Neurowetenschappers komen met nieuwe theorie over waarom we dromen: “te grote hersenhypothese"
Waarom dromen we? Veel mensen hebben het zich afgevraagd, nieuwsgierig betreft de droombeelden die tijdens de slaap vorm krijgen. Surrealistische gebeurtenissen, zonder chronologie of schijnbare logica, bekende of nooit ontmoete personages bevolken ons nachtelijk leven. Soms hebben we de neiging om te onthouden wat we dromen, als een levendige en bijna realistische ervaring, terwijl we het bij andere weer vergeten zodra we onze ogen openen.
De wetenschap heeft een nieuwe theorie uitgewerkt over waarom we dromen.
via Science Daily
Een groep neurowetenschappers, onder leiding van Dr. Erik Hoel, suggereert de reden waarom we dromen: om de ervaringen die we overdag beleven te begrijpen.
Onze dromen zouden ons brein namelijk helpen om de gebeurtenissen van het dagelijks leven beter te verwerken. Eerdere theorieën en hypothesen werden weerlegd door het vluchtige karakter van droomervaringen, terwijl in dit geval de objectieve benadering direct ter zake komt.
Zo formuleerde Dr. Hoel, assistent-professor neurowetenschappen aan Tufts University, in Massachusetts, de theorie die hij de “te grote hersenhypothese" noemde, volgens welke het brein zich uitstekend aanpast aan de blootstelling van personen aan dagelijkse prikkels.
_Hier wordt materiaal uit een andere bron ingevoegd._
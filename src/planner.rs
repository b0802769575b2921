//! Query planning: which probes answer a free-text question.
//!
//! [`LlmPlanner`] prompts a local llama.cpp binary and pulls the first JSON
//! object out of whatever it prints. A response that is not JSON, or that
//! lacks any of `goal` / `tools` / `reasoning`, is a [`PlanningFailure`]
//! and no tools run.

use async_trait::async_trait;
use serde::{Deserialize, Serialize};
use serde_json::Value;
use std::ffi::OsString;
use std::time::Duration;
use tokio::process::Command;

use crate::config::LlmConfig;
use crate::error::PlanningFailure;
use crate::{subprocess, tools};

#[derive(Debug, Clone, PartialEq, Serialize, Deserialize)]
pub struct Plan {
    pub goal: String,
    pub tools: Vec<String>,
    pub reasoning: String,
}

#[async_trait]
pub trait Planner: Send + Sync {
    async fn plan(&self, query: &str) -> Result<Plan, PlanningFailure>;
}

pub fn build_prompt(query: &str, allowed_tools: &[String]) -> String {
    let tools_list = allowed_tools
        .iter()
        .map(|t| format!("- {}: {}", t, tools::describe(t)))
        .collect::<Vec<_>>()
        .join("\n");

    format!(
        r#"You are a system diagnostics planner. Analyze the user query and decide which tools to use.

Available tools:
{tools_list}

User query: {query}

Respond with ONLY a valid JSON object (no explanation before or after) in this exact format:
{{"goal": "brief description", "tools": ["tool1", "tool2"], "reasoning": "why these tools"}}"#
    )
}

/// Extract a [`Plan`] from model output.
///
/// Scans for the first `{` that starts a complete JSON object, ignoring any
/// text around it. Tools outside `allowed_tools` are dropped.
pub fn parse_plan(text: &str, allowed_tools: &[String]) -> Result<Plan, PlanningFailure> {
    let object = text
        .match_indices('{')
        .find_map(|(start, _)| {
            serde_json::Deserializer::from_str(&text[start..])
                .into_iter::<Value>()
                .next()
                .and_then(|v| v.ok())
                .filter(Value::is_object)
        })
        .ok_or_else(|| {
            let preview: String = text.chars().take(200).collect();
            PlanningFailure::Parse(format!("no JSON object in response: {}", preview.trim()))
        })?;

    let (Some(goal), Some(tools), Some(reasoning)) =
        (object.get("goal"), object.get("tools"), object.get("reasoning"))
    else {
        return Err(PlanningFailure::MissingKeys);
    };

    let tools = match tools {
        Value::Array(items) => items
            .iter()
            .filter_map(Value::as_str)
            .filter(|t| allowed_tools.iter().any(|a| a == t))
            .map(str::to_string)
            .collect(),
        _ => return Err(PlanningFailure::Parse("\"tools\" is not a list".to_string())),
    };

    Ok(Plan {
        goal: value_text(goal),
        tools,
        reasoning: value_text(reasoning),
    })
}

fn value_text(v: &Value) -> String {
    match v {
        Value::String(s) => s.clone(),
        other => other.to_string(),
    }
}

/// Planner backed by a llama.cpp completion binary.
pub struct LlmPlanner {
    config: LlmConfig,
    allowed_tools: Vec<String>,
}

impl LlmPlanner {
    pub fn new(config: LlmConfig, allowed_tools: Vec<String>) -> Self {
        Self {
            config,
            allowed_tools,
        }
    }

    async fn generate(&self, prompt: &str) -> Result<String, PlanningFailure> {
        let mut command = Command::new(&self.config.binary_path);
        command.args(generation_args(&self.config, prompt));

        let timeout = Duration::from_secs(self.config.timeout_secs);
        let output = match subprocess::run_bounded(command, timeout).await {
            Ok(None) => return Err(PlanningFailure::Generation("LLM generation timeout".to_string())),
            Err(e) => {
                return Err(PlanningFailure::Generation(format!(
                    "failed to run {}: {}",
                    self.config.binary_path.display(),
                    e
                )))
            }
            Ok(Some(out)) => out,
        };
        if !output.status.success() {
            let stderr = String::from_utf8_lossy(&output.stderr);
            return Err(PlanningFailure::Generation(format!(
                "LLM failed: {}",
                stderr.trim()
            )));
        }
        Ok(String::from_utf8_lossy(&output.stdout).trim().to_string())
    }
}

/// `<model> <prompt> -n <max_tokens> -t <threads> --temp <temperature>`.
fn generation_args(config: &LlmConfig, prompt: &str) -> Vec<OsString> {
    vec![
        config.model_path.clone().into_os_string(),
        prompt.into(),
        "-n".into(),
        config.max_tokens.to_string().into(),
        "-t".into(),
        config.threads.to_string().into(),
        "--temp".into(),
        config.temperature.to_string().into(),
    ]
}

#[async_trait]
impl Planner for LlmPlanner {
    async fn plan(&self, query: &str) -> Result<Plan, PlanningFailure> {
        let prompt = build_prompt(query, &self.allowed_tools);
        let response = self.generate(&prompt).await?;
        let plan = parse_plan(&response, &self.allowed_tools)?;
        tracing::debug!(goal = %plan.goal, tools = ?plan.tools, "planned");
        Ok(plan)
    }
}

#[cfg(test)]
mod tests {
    use super::*;
    use crate::config::DEFAULT_TOOLS;
    use std::path::PathBuf;

    fn allowed() -> Vec<String> {
        DEFAULT_TOOLS.iter().map(|t| t.to_string()).collect()
    }

    #[test]
    fn test_parse_plan_with_surrounding_text() {
        let text = r#"Sure! Here is the plan:
{"goal": "Find disk hogs", "tools": ["disk_usage", "process_list"], "reasoning": "disk is filling"}
Hope that helps {not json}"#;
        let plan = parse_plan(text, &allowed()).unwrap();
        assert_eq!(plan.goal, "Find disk hogs");
        assert_eq!(plan.tools, vec!["disk_usage", "process_list"]);
    }

    #[test]
    fn test_parse_plan_skips_braces_that_are_not_json() {
        let text = r#"{placeholder} {"goal": "g", "tools": [], "reasoning": "r"}"#;
        assert_eq!(parse_plan(text, &allowed()).unwrap().goal, "g");
    }

    #[test]
    fn test_parse_plan_filters_disallowed_tools() {
        let text = r#"{"goal": "g", "tools": ["disk_usage", "rm_rf", 3], "reasoning": "r"}"#;
        assert_eq!(parse_plan(text, &allowed()).unwrap().tools, vec!["disk_usage"]);
    }

    #[test]
    fn test_parse_plan_missing_keys() {
        let text = r#"{"goal": "g", "tools": ["disk_usage"]}"#;
        assert_eq!(parse_plan(text, &allowed()), Err(PlanningFailure::MissingKeys));
    }

    #[test]
    fn test_parse_plan_not_json() {
        let err = parse_plan("I cannot help with that.", &allowed()).unwrap_err();
        assert!(matches!(err, PlanningFailure::Parse(_)));
    }

    #[test]
    fn test_prompt_lists_tools() {
        let prompt = build_prompt("Why is my disk filling up?", &allowed());
        assert!(prompt.contains("- disk_usage: Check disk space usage across filesystems"));
        assert!(prompt.contains("User query: Why is my disk filling up?"));
        assert!(prompt.contains(r#"{"goal": "brief description""#));
    }

    #[tokio::test]
    async fn test_missing_binary_is_generation_failure() {
        let config = LlmConfig {
            binary_path: PathBuf::from("/nonexistent/llama-simple"),
            ..LlmConfig::default()
        };
        let err = LlmPlanner::new(config, allowed()).plan("x").await.unwrap_err();
        assert!(matches!(err, PlanningFailure::Generation(_)));
    }

    #[tokio::test]
    async fn test_plan_from_stub_model() {
        let tmp = tempfile::TempDir::new().unwrap();
        let script = tmp.path().join("model.sh");
        std::fs::write(
            &script,
            "echo 'loading model...'\necho '{\"goal\": \"health\", \"tools\": [\"cpu_load\"], \"reasoning\": \"r\"}'\n",
        )
        .unwrap();

        // `sh <model> <prompt>` runs the stub without exec'ing a fresh file.
        let config = LlmConfig {
            binary_path: PathBuf::from("sh"),
            model_path: script,
            ..LlmConfig::default()
        };
        let plan = LlmPlanner::new(config, allowed()).plan("health").await.unwrap();
        assert_eq!(plan.tools, vec!["cpu_load"]);
    }

    #[tokio::test]
    async fn test_model_receives_sampling_settings() {
        let tmp = tempfile::TempDir::new().unwrap();
        let args_file = tmp.path().join("args");
        let script = tmp.path().join("model.sh");
        std::fs::write(
            &script,
            format!(
                "printf '%s\\n' \"$@\" > {}\necho '{{\"goal\": \"g\", \"tools\": [], \"reasoning\": \"r\"}}'\n",
                args_file.display()
            ),
        )
        .unwrap();

        let config = LlmConfig {
            binary_path: PathBuf::from("sh"),
            model_path: script,
            threads: 6,
            temperature: 0.25,
            max_tokens: 128,
            ..LlmConfig::default()
        };
        LlmPlanner::new(config, allowed()).plan("is disk full").await.unwrap();

        let recorded = std::fs::read_to_string(&args_file).unwrap();
        assert!(recorded.contains("is disk full"));
        let args: Vec<&str> = recorded.lines().collect();
        assert_eq!(args[args.len() - 6..], ["-n", "128", "-t", "6", "--temp", "0.25"]);
    }
}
Dit genereert het fenomeen van overfitting: dromen zouden nodig zijn om de generalisatiefouten van ons brein te corrigeren, zodat het zou "krimpen" om een duidelijker beeld te krijgen van wat er is gebeurd.
"Er zijn ongelooflijk veel theorieën over waarom we dromen," zei Hoel, "maar ik wilde een theorie van dromen onder de aandacht brengen die de droom zelf heel serieus neemt, volgens welke de ervaring van dromen de reden is waarom je droomt.”
Hoel voert een parallellisme uit tussen de hersenen en machines met kunstmatige intelligentie: wanneer deze laatste een grote hoeveelheid gegevens verzamelen, kunnen ze worden gedefinieerd als getraind om deze informatie overal te herkennen. Bijgevolg passen ze zich aan een reeks gegevens aan, maar niet aan andere, waardoor datawetenschappers het probleem oplossen door wat verwarring binnen de gegevens zelf te creëren. Door middel van een proces dat "verlating" wordt genoemd, negeren experts bepaalde gegevens, waardoor machines ervaringen effectiever kunnen generaliseren.
Zonder te focussen op enkele individuele details, heeft men dus een breder en completer beeld van het scenario als geheel.
"De oorspronkelijke inspiratie voor diepgaande neurale netwerken waren de hersenen," zei Hoel. "Als je kijkt naar de technieken die mensen gebruiken voor de regularisatie van deep learning, komt het vaak voor dat deze technieken opvallende overeenkomsten vertonen met dromen."
Daarom helpt dromen ons om onze wereld beter en op een bredere manier te begrijpen, omdat de hersenen, net als kunstmatige intelligentie, de neiging hebben om te vertrouwd te raken met een bepaalde reeks gegevens in onze routine. Dus, door middel van dromen, produceert het een alternatieve versie van ons leven, om een beetje chaos te creëren zoals gebeurt in AI-machines.
"Het is precies de vreemdheid van dromen in hun afwijking van de ervaring als we wakker zijn die hen de biologische functie geeft", concludeerde Hell.
Ongetwijfeld een zeer interessante theorie.